### RECORDS SUPPLIED
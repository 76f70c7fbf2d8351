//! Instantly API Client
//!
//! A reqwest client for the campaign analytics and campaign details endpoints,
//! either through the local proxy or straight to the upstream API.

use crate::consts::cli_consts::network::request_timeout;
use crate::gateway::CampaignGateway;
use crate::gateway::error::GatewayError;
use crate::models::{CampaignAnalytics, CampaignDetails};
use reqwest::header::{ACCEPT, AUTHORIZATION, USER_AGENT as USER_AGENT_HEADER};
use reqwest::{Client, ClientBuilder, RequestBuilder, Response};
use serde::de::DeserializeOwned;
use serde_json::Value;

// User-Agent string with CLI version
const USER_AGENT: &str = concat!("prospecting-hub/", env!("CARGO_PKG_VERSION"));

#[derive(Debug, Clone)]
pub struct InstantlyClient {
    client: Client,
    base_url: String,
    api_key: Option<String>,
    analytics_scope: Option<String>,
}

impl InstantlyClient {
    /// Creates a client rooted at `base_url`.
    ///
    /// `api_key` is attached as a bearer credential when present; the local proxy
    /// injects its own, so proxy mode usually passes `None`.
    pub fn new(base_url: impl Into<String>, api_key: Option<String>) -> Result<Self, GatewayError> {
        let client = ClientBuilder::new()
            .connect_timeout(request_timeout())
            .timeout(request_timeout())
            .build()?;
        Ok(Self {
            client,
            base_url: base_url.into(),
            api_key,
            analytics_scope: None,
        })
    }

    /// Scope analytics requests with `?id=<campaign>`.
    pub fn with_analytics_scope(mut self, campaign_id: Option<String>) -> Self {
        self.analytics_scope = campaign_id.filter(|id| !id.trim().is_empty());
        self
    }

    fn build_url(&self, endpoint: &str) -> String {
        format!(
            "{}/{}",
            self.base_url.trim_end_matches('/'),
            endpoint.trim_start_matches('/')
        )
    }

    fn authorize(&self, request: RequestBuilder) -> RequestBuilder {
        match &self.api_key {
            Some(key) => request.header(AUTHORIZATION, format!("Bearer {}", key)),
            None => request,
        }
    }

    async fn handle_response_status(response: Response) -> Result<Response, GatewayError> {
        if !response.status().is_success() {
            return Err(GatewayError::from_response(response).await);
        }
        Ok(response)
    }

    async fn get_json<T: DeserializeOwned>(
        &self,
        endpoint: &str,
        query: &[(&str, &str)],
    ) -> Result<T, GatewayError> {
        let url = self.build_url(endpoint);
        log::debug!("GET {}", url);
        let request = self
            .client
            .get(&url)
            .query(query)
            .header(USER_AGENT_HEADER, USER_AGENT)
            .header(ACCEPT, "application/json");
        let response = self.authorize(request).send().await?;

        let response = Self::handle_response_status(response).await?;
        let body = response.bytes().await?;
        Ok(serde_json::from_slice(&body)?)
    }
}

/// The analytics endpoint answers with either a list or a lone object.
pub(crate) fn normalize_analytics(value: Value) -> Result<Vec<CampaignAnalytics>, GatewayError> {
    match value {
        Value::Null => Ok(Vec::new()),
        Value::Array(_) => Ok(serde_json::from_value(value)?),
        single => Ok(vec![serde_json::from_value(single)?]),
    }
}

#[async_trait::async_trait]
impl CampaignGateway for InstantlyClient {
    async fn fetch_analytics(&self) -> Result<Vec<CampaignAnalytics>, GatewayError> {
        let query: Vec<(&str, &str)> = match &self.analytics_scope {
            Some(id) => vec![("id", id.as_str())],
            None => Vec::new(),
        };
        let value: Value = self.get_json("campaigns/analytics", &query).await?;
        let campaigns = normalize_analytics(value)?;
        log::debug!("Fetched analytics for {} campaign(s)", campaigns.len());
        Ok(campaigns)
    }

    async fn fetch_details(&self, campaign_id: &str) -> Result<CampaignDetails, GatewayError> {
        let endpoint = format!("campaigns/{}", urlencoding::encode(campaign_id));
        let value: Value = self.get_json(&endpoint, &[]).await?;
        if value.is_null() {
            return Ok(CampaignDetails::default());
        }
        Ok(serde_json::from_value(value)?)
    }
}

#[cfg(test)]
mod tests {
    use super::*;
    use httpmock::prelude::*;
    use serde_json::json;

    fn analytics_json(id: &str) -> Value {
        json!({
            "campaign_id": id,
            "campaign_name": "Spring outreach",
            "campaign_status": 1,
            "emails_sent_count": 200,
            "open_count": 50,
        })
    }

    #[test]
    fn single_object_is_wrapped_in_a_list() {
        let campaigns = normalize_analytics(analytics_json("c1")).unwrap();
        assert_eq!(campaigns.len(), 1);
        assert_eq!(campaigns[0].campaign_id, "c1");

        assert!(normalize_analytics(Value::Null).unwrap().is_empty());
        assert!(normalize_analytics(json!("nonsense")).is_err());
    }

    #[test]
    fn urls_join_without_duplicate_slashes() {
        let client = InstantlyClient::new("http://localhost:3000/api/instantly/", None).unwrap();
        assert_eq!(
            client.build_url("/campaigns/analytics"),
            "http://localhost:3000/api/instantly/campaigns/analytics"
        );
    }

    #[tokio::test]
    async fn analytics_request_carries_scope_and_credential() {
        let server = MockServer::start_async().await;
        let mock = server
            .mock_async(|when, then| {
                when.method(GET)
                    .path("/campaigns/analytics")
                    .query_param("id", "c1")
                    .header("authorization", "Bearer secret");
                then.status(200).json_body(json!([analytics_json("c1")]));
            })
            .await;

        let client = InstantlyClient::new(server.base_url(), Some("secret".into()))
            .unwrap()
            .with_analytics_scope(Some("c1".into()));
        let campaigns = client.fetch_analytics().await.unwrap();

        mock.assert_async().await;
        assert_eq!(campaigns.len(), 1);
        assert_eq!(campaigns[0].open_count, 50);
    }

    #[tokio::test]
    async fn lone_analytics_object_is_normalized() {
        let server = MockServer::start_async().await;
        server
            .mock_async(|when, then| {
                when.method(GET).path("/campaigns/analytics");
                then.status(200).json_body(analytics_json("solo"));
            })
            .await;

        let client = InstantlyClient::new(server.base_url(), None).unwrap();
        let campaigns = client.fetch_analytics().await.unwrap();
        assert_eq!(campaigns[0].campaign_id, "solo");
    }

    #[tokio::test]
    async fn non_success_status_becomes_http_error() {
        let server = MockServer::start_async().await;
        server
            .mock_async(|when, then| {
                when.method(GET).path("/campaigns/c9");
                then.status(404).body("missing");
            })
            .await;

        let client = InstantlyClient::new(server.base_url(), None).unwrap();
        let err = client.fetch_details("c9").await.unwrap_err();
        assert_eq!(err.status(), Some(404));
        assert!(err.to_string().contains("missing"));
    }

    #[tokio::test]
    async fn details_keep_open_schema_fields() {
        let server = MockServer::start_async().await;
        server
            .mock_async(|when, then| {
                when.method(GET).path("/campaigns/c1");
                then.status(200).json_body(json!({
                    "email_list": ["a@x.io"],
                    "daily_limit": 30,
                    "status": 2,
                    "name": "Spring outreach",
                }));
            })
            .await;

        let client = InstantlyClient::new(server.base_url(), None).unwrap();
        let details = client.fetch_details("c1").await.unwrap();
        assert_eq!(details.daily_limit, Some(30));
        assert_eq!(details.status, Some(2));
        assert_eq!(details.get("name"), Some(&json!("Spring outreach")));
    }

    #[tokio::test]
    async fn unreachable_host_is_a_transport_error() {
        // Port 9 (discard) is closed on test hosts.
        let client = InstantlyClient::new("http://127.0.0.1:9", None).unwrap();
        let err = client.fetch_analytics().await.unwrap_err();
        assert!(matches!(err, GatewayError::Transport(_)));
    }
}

### WORK REQUEST
Copy out the lines above that hold the string "DeserializeOwned".

### SOLUTION TO THE PROBLEM
use serde::de::DeserializeOwned;
    async fn get_json<T: DeserializeOwned>(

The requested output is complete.